Task description: For this exercise, repeat the listing below from its first line through the line containing "pub const DEFAULT_JPEG_QUALITY: u8 = 95;", exactly as written.

Entries shown:
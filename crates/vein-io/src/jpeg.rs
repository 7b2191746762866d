//! JPEG image format support
//!
//! Reads JPEG images with the `jpeg-decoder` crate and writes them with
//! `jpeg-encoder`. Grayscale decodes to 8 bpp, color to 32 bpp RGB.

use crate::{IoError, IoResult};
use jpeg_decoder::PixelFormat;
use std::io::{Read, Write};
use vein_core::{Pix, PixelDepth, color};

/// Default JPEG quality used by [`write_jpeg`] callers
pub const DEFAULT_JPEG_QUALITY: u8 = 95;

/// Read a JPEG image from a reader.
///
/// # Arguments
/// * `reader` - A reader positioned at the JPEG SOI marker (`FF D8`)
///
/// # Returns
/// A `Pix` at 8 bpp (grayscale) or 32 bpp (RGB).
pub fn read_jpeg<R: Read>(reader: R) -> IoResult<Pix> {
    let mut decoder = jpeg_decoder::Decoder::new(reader);
    let data = decoder
        .decode()
        .map_err(|e| IoError::DecodeError(format!("JPEG decode error: {}", e)))?;
    let info = decoder
        .info()
        .ok_or_else(|| IoError::DecodeError("JPEG has no frame header".to_string()))?;

    let width = info.width as u32;
    let height = info.height as u32;

    let (depth, samples) = match info.pixel_format {
        PixelFormat::L8 => (PixelDepth::Bit8, 1usize),
        PixelFormat::L16 => (PixelDepth::Bit8, 2),
        PixelFormat::RGB24 => (PixelDepth::Bit32, 3),
        PixelFormat::CMYK32 => {
            return Err(IoError::UnsupportedFormat(
                "CMYK JPEG is not supported".to_string(),
            ));
        }
    };

    let expected = width as usize * height as usize * samples;
    if data.len() < expected {
        return Err(IoError::InvalidData(format!(
            "JPEG data too short: {} < {}",
            data.len(),
            expected
        )));
    }

    let mut pix_mut = Pix::new(width, height, depth)?.try_into_mut().unwrap();
    for y in 0..height {
        for x in 0..width {
            let idx = (y as usize * width as usize + x as usize) * samples;
            let val = match info.pixel_format {
                PixelFormat::L8 => data[idx] as u32,
                // 16-bit samples are big-endian; keep the high byte
                PixelFormat::L16 => data[idx] as u32,
                _ => color::compose_rgb(data[idx], data[idx + 1], data[idx + 2]),
            };
            pix_mut.set_pixel_unchecked(x, y, val);
        }
    }

    Ok(pix_mut.into())
}

/// Write a `Pix` as baseline JPEG.
///
/// 1 bpp images are expanded to 0/255 gray first.
///
/// # Errors
///
/// Returns [`IoError::InvalidData`] if a dimension exceeds 65535 and
/// [`IoError::EncodeError`] if the encoder fails.
pub fn write_jpeg<W: Write>(pix: &Pix, writer: W, quality: u8) -> IoResult<()> {
    let (width, height) = pix.dimensions();
    if width > u16::MAX as u32 || height > u16::MAX as u32 {
        return Err(IoError::InvalidData(format!(
            "image too large for JPEG: {}x{}",
            width, height
        )));
    }

    let gray;
    let pix = match pix.depth() {
        PixelDepth::Bit1 => {
            gray = pix.convert_to_8()?;
            &gray
        }
        _ => pix,
    };

    let (color_type, data) = match pix.depth() {
        PixelDepth::Bit32 => {
            let mut data = Vec::with_capacity(width as usize * height as usize * 3);
            for y in 0..height {
                for x in 0..width {
                    let (r, g, b) = color::extract_rgb(pix.get_pixel_unchecked(x, y));
                    data.extend_from_slice(&[r, g, b]);
                }
            }
            (jpeg_encoder::ColorType::Rgb, data)
        }
        _ => {
            let mut data = Vec::with_capacity(width as usize * height as usize);
            for y in 0..height {
                for x in 0..width {
                    data.push(pix.get_pixel_unchecked(x, y) as u8);
                }
            }
            (jpeg_encoder::ColorType::Luma, data)
        }
    };

    let encoder = jpeg_encoder::Encoder::new(writer, quality);
    encoder
        .encode(&data, width as u16, height as u16, color_type)
        .map_err(|e| IoError::EncodeError(format!("JPEG encode error: {}", e)))?;
    Ok(())
}
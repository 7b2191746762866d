//! Error types for vein-filter

use thiserror::Error;

/// Errors that can occur during filtering operations
#[derive(Debug, Error)]
pub enum FilterError {
    /// Core library error
    #[error("core error: {0}")]
    Core(#[from] vein_core::Error),

    /// Invalid kernel
    #[error("invalid kernel: {0}")]
    InvalidKernel(String),

    /// Unsupported pixel depth for this operation
    #[error("unsupported depth: expected {expected}, got {actual}")]
    UnsupportedDepth {
        /// Expected depth description
        expected: &'static str,
        /// Actual depth in bits
        actual: u32,
    },

    /// Invalid parameters
    #[error("invalid parameters: {0}")]
    InvalidParameters(String),
}

/// Result type for filter operations
pub type FilterResult<T> = Result<T, FilterError>;
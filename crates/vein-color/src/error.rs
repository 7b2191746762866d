//! Error types for vein-color

use thiserror::Error;

/// Errors that can occur during color processing and thresholding
#[derive(Debug, Error)]
pub enum ColorError {
    /// Core library error
    #[error("core error: {0}")]
    Core(#[from] vein_core::Error),

    /// Filter error from windowed statistics
    #[error("filter error: {0}")]
    Filter(#[from] vein_filter::FilterError),

    /// Unsupported pixel depth for this operation
    #[error("unsupported depth: expected {expected}, got {actual}")]
    UnsupportedDepth { expected: &'static str, actual: u32 },

    /// Invalid parameters
    #[error("invalid parameters: {0}")]
    InvalidParameters(String),
}

/// Result type for color operations
pub type ColorResult<T> = Result<T, ColorError>;
//! Color space operations
//!
//! Highlight suppression works on the lightness channel of the HLS
//! representation (see [`vein_core::color::rgb_to_hls`]). The result is
//! collapsed back to gray with the fixed-point luma weights.

use crate::{ColorError, ColorResult};
use vein_core::{Pix, PixelDepth, color};

/// Reduce lightness in proportion to itself.
///
/// `L' = trunc(clip(L - (L / 255) * strength, 0, 255))`
#[inline]
fn damp_lightness(l: u8, strength: f32) -> u8 {
    let lf = l as f32;
    (lf - lf / 255.0 * strength).clamp(0.0, 255.0) as u8
}

/// Convert an image to 8 bpp gray.
///
/// 32 bpp uses the fixed-point luma weights, 1 bpp maps foreground to 255
/// and 8 bpp is returned as a shared clone.
pub fn pix_convert_to_gray(pix: &Pix) -> ColorResult<Pix> {
    Ok(pix.convert_to_8()?)
}

/// Suppress bright regions by darkening the HLS lightness channel.
///
/// # Arguments
///
/// * `pix` - 8 bpp gray (replicated into RGB first) or 32 bpp RGB
/// * `strength` - Lightness reduction at `L = 255`; the reduction scales
///   linearly with `L`
///
/// Returns an 8 bpp image. Hue and saturation round-trip through the
/// 8-bit HLS convention, so gray inputs stay gray.
///
/// # Errors
///
/// Returns an error for 1 bpp input or a negative or non-finite
/// `strength`.
pub fn suppress_highlights(pix: &Pix, strength: f32) -> ColorResult<Pix> {
    if !strength.is_finite() || strength < 0.0 {
        return Err(ColorError::InvalidParameters(format!(
            "highlight strength must be >= 0, got {}",
            strength
        )));
    }
    let rgb = match pix.depth() {
        PixelDepth::Bit32 => pix.clone(),
        PixelDepth::Bit8 => pix.convert_8_to_32()?,
        PixelDepth::Bit1 => {
            return Err(ColorError::UnsupportedDepth {
                expected: "8 or 32 bpp",
                actual: 1,
            });
        }
    };

    let (w, h) = rgb.dimensions();
    let mut out = Pix::new(w, h, PixelDepth::Bit8)?.try_into_mut().unwrap();
    out.set_informat(pix.informat());

    for y in 0..h {
        for x in 0..w {
            let (r, g, b) = color::extract_rgb(rgb.get_pixel_unchecked(x, y));
            let mut hls = color::rgb_to_hls(r, g, b);
            hls.l = damp_lightness(hls.l, strength);
            let (r, g, b) = color::hls_to_rgb(hls);
            out.set_pixel_unchecked(x, y, color::luma(r, g, b) as u32);
        }
    }

    Ok(out.into())
}

#[cfg(test)]
mod tests {
    use super::*;

    #[test]
    fn test_damp_lightness() {
        assert_eq!(damp_lightness(0, 50.0), 0);
        assert_eq!(damp_lightness(255, 50.0), 205);
        // 4 - 4/255*50 = 3.22
        assert_eq!(damp_lightness(4, 50.0), 3);
        assert_eq!(damp_lightness(100, 0.0), 100);
    }

    #[test]
    fn test_gray_input() {
        let pix = Pix::from_gray_bytes(4, 1, &[0, 4, 149, 255]).unwrap();
        let out = suppress_highlights(&pix, 50.0).unwrap();
        assert_eq!(out.depth(), PixelDepth::Bit8);
        let vals: Vec<u32> = (0..4).map(|x| out.get_pixel(x, 0).unwrap()).collect();
        // 149 - 149/255*50 = 119.78
        assert_eq!(vals, vec![0, 3, 119, 205]);
    }

    #[test]
    fn test_rgb_input_darkens() {
        let mut pm = Pix::new(1, 1, PixelDepth::Bit32).unwrap().to_mut();
        pm.set_rgb(0, 0, 240, 200, 180).unwrap();
        let pix: Pix = pm.into();
        let before = pix.convert_to_8().unwrap().get_pixel(0, 0).unwrap();
        let after = suppress_highlights(&pix, 50.0).unwrap().get_pixel(0, 0).unwrap();
        assert!(after < before);
    }

    #[test]
    fn test_rejects_binary_and_bad_strength() {
        let bin = Pix::new(3, 3, PixelDepth::Bit1).unwrap();
        assert!(suppress_highlights(&bin, 50.0).is_err());
        let gray = Pix::new(3, 3, PixelDepth::Bit8).unwrap();
        assert!(suppress_highlights(&gray, -1.0).is_err());
        assert!(suppress_highlights(&gray, f32::NAN).is_err());
    }
}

Written answer:
filename crates/vein-io/src/jpeg.rs
repository 7b2191746762866d
//! JPEG image format support
//!
//! Reads JPEG images with the `jpeg-decoder` crate and writes them with
//! `jpeg-encoder`. Grayscale decodes to 8 bpp, color to 32 bpp RGB.

use crate::{IoError, IoResult};
use jpeg_decoder::PixelFormat;
use std::io::{Read, Write};
use vein_core::{Pix, PixelDepth, color};

/// Default JPEG quality used by [`write_jpeg`] callers
pub const DEFAULT_JPEG_QUALITY: u8 = 95;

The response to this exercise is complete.